製品サイトのトップページにはタレントの草彅剛さんを起用
製品サイトのトップページにはタレントの草彅剛さんを起用

 タレントの方にもすごく使っていただいています。草彅さんは広告として関わっていただきましたが、伊集院さんは本当に1ユーザーとしてご自分で2台購入されています。インタビューをお願いしたときも、報酬は一切発生しない形で一般ユーザーの声として紹介させていただきました。

——iliはいきなり一般販売をせず、当初はハワイ観光客向けにレンタルしたり、グローバルWiFiのレンタルモバイルルータに付属する形で提供したりしていましたが、その理由は。

 僕が一番心配しているのは“精度”に対するアプローチの仕方がすごく難しいことです。Ringのときもジェスチャーの精度が良くない、だから使えない、となって終わっていましたから、そこをすごくシビアに考えました。iliの場合、海外旅行に特化しているものの、オフライン翻訳の精度はどうしてもオンライン翻訳には劣ってしまうんですよね。そこをお客さんにどう伝えるべきか、これは試行錯誤しないといけないねと。
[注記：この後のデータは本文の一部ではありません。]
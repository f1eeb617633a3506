//! Hang detection for task execution.
//!
//! The watchdog brackets every task with [`Watchdog::enter`] and
//! [`Watchdog::exit`]. While a task runs, a single reusable timer fires every
//! `timeout / divisions`; each expiry is one tick. When `divisions` ticks
//! accumulate before `exit`, the timeout callback is invoked once with the
//! task's label and diagnostics. The task itself is never interrupted.
//!
//! # States
//!
//! - **idle**: no task running, timer disarmed
//! - **armed**: `enter` was called; ticks accumulate until `exit`
//!
//! A tick arriving while idle (a timer expiry racing with `exit`) is ignored,
//! and no tick re-arms the timer once the timeout has fired. Worst-case
//! detection error is one period.
//!
//! # Example
//!
//! ```ignore
//! use runloop::{TaskInfo, Watchdog, time::SystemClock};
//! use std::sync::Arc;
//! use std::time::Duration;
//!
//! let watchdog = Watchdog::new(
//!     Duration::from_secs(5),
//!     4,
//!     Arc::new(SystemClock),
//!     Arc::new(|at, label, pairs| eprintln!("{label} hung at {at:?}: {pairs:?}")),
//! )?;
//!
//! watchdog.enter(Arc::new(TaskInfo::new("import")));
//! import_everything();
//! watchdog.exit();
//! ```

use crate::error::RunLoopError;
use crate::task::{KeyValue, TaskInfo};
use crate::time::{Clock, Timer};

use parking_lot::Mutex;
use std::fmt;
use std::sync::{Arc, OnceLock, Weak};
use std::time::{Duration, Instant};
use tracing::{debug, trace, warn};

/// Timeout report sink: `(fired_at, label, pairs)`.
pub type TimeoutFn = dyn Fn(Instant, &str, &[KeyValue]) + Send + Sync;

/// Default number of ticks per timeout.
pub const DEFAULT_DIVISIONS: u32 = 4;

/// Timeout sink used when none is configured: a `warn` level event.
pub fn log_timeout(fired_at: Instant, label: &str, pairs: &[KeyValue]) {
    let pairs = pairs
        .iter()
        .map(ToString::to_string)
        .collect::<Vec<_>>()
        .join(" ");

    warn!(
        target: "runloop::watchdog",
        label,
        pairs = %pairs,
        fired_at = ?fired_at,
        "task exceeded watchdog timeout"
    );
}

#[derive(Default)]
struct WatchState {
    running: bool,
    ticks: u32,
    current: Option<Arc<TaskInfo>>,
    /// When the current task entered.
    entered_at: Option<Instant>,
    /// Earliest instant the pending timer expiry may be counted.
    deadline: Option<Instant>,
}

struct Inner {
    timeout: Duration,
    period: Duration,
    divisions: u32,
    clock: Arc<dyn Clock>,
    on_timeout: Arc<TimeoutFn>,
    state: Mutex<WatchState>,
    timer: OnceLock<Box<dyn Timer>>,
}

/// Tick-based hang detector.
///
/// Cloning yields another handle to the same detector.
#[derive(Clone)]
pub struct Watchdog {
    inner: Arc<Inner>,
}

impl Watchdog {
    /// Creates an idle watchdog that reports tasks running longer than
    /// `timeout`, checking every `timeout / divisions`.
    ///
    /// # Errors
    /// - [`RunLoopError::InvalidTimeout`] if `timeout` is zero
    /// - [`RunLoopError::InvalidDivisions`] if `divisions` is zero
    /// - [`RunLoopError::Spawn`] if the clock cannot create a timer
    pub fn new(
        timeout: Duration,
        divisions: u32,
        clock: Arc<dyn Clock>,
        on_timeout: Arc<TimeoutFn>,
    ) -> Result<Self, RunLoopError> {
        if timeout.is_zero() {
            return Err(RunLoopError::InvalidTimeout);
        }
        if divisions == 0 {
            return Err(RunLoopError::InvalidDivisions);
        }

        let inner = Arc::new(Inner {
            timeout,
            period: timeout / divisions,
            divisions,
            clock,
            on_timeout,
            state: Mutex::new(WatchState::default()),
            timer: OnceLock::new(),
        });

        // The timer only holds a weak reference so that dropping the last
        // watchdog handle also releases the timer.
        let weak: Weak<Inner> = Arc::downgrade(&inner);
        let timer = inner.clock.timer(Box::new(move || {
            if let Some(inner) = weak.upgrade() {
                Watchdog { inner }.check();
            }
        }))?;
        let _ = inner.timer.set(timer);

        debug!(
            target: "runloop::watchdog",
            timeout = ?timeout,
            divisions,
            "watchdog created"
        );

        Ok(Self { inner })
    }

    /// Starts watching the task described by `info`.
    pub fn enter(&self, info: Arc<TaskInfo>) {
        let mut state = self.inner.state.lock();
        state.running = true;
        state.ticks = 0;
        state.current = Some(info);
        state.entered_at = Some(self.inner.clock.now());
        self.arm(&mut state, self.inner.period);
    }

    /// Stops watching the current task and returns to idle.
    pub fn exit(&self) {
        let mut state = self.inner.state.lock();
        state.running = false;
        state.ticks = 0;
        state.current = None;
        state.entered_at = None;
        state.deadline = None;
        if let Some(timer) = self.inner.timer.get() {
            timer.stop();
        }
    }

    /// Records one tick. Driven by the watchdog's timer.
    ///
    /// No-op while idle, once the current task's timeout has fired, or when
    /// called before the armed deadline: an expiry left over from a previous
    /// task never counts against the current one. The timeout only fires once
    /// the full `timeout` has elapsed since `enter`, even when `timeout` does
    /// not divide evenly into `divisions` periods.
    pub fn check(&self) {
        let expired = {
            let mut state = self.inner.state.lock();
            if !state.running || state.ticks >= self.inner.divisions {
                return;
            }

            let now = self.inner.clock.now();
            match state.deadline {
                Some(deadline) if now >= deadline => {}
                _ => return,
            }

            if state.ticks + 1 < self.inner.divisions {
                state.ticks += 1;
                trace!(target: "runloop::watchdog", ticks = state.ticks, "tick");
                self.arm(&mut state, self.inner.period);
                return;
            }

            let due = state.entered_at.map_or(now, |at| at + self.inner.timeout);
            if now < due {
                // Rounded-down periods fell short of the timeout.
                self.arm(&mut state, due - now);
                return;
            }

            state.ticks += 1;
            state.deadline = None;
            state.current.clone().map(|info| (now, info))
        };

        // Reported outside the lock: the sink may take arbitrarily long.
        if let Some((fired_at, info)) = expired {
            debug!(target: "runloop::watchdog", label = info.label(), "timeout fired");
            (self.inner.on_timeout)(fired_at, info.label(), info.pairs());
        }
    }

    /// Whether a task is currently being watched.
    pub fn is_running(&self) -> bool {
        self.inner.state.lock().running
    }

    /// Ticks accumulated by the current task.
    pub fn ticks(&self) -> u32 {
        self.inner.state.lock().ticks
    }

    /// Execution time after which a task is reported.
    pub fn timeout(&self) -> Duration {
        self.inner.timeout
    }

    /// Interval between two ticks.
    pub fn period(&self) -> Duration {
        self.inner.period
    }

    /// Number of ticks the timeout is split into.
    pub fn divisions(&self) -> u32 {
        self.inner.divisions
    }

    // The deadline is taken before the timer is reset, so a genuine expiry
    // never arrives ahead of it.
    fn arm(&self, state: &mut WatchState, after: Duration) {
        state.deadline = Some(self.inner.clock.now() + after);
        if let Some(timer) = self.inner.timer.get() {
            timer.reset(after);
        }
    }
}

impl fmt::Debug for Watchdog {
    fn fmt(&self, f: &mut fmt::Formatter<'_>) -> fmt::Result {
        f.debug_struct("Watchdog")
            .field("timeout", &self.inner.timeout)
            .field("divisions", &self.inner.divisions)
            .finish_non_exhaustive()
    }
}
 iliは長文の話し言葉をなんでも翻訳できるものではなく、旅行のみにフォーカスしています。ワンフレーズでも相手に伝えられれば旅行では十分ですよね、ということをみんなに理解してから使ってもらうと、「翻訳精度が良くない」と言う人はほぼいなくなります。コンセプトを理解しないまま買ってしまうと精度にばかり目がいってしまい、「これで何ができるんだっけ?」となるんです。

利用に向いているシチュエーションをユーザーに正しく理解してもらうため、プロモーションは慎重に行っている
利用に向いているシチュエーションをユーザーに正しく理解してもらうため、プロモーションは慎重に行っている

 そういうこともあって、最初の段階ではハワイ旅行者向けに提供したり、グローバルWiFiとコラボしたりしました。日本人の性格上、ハワイで流行しているものに対しては印象が良くて、気持ちが上がって興味が湧いてくる。そこからマーケティングをまずは始めてみようと。グローバルWiFiの方は、レンタルモバイルルータの通信でiliの使用状況を収集できるので、それらを分析するのが目的の1つでした。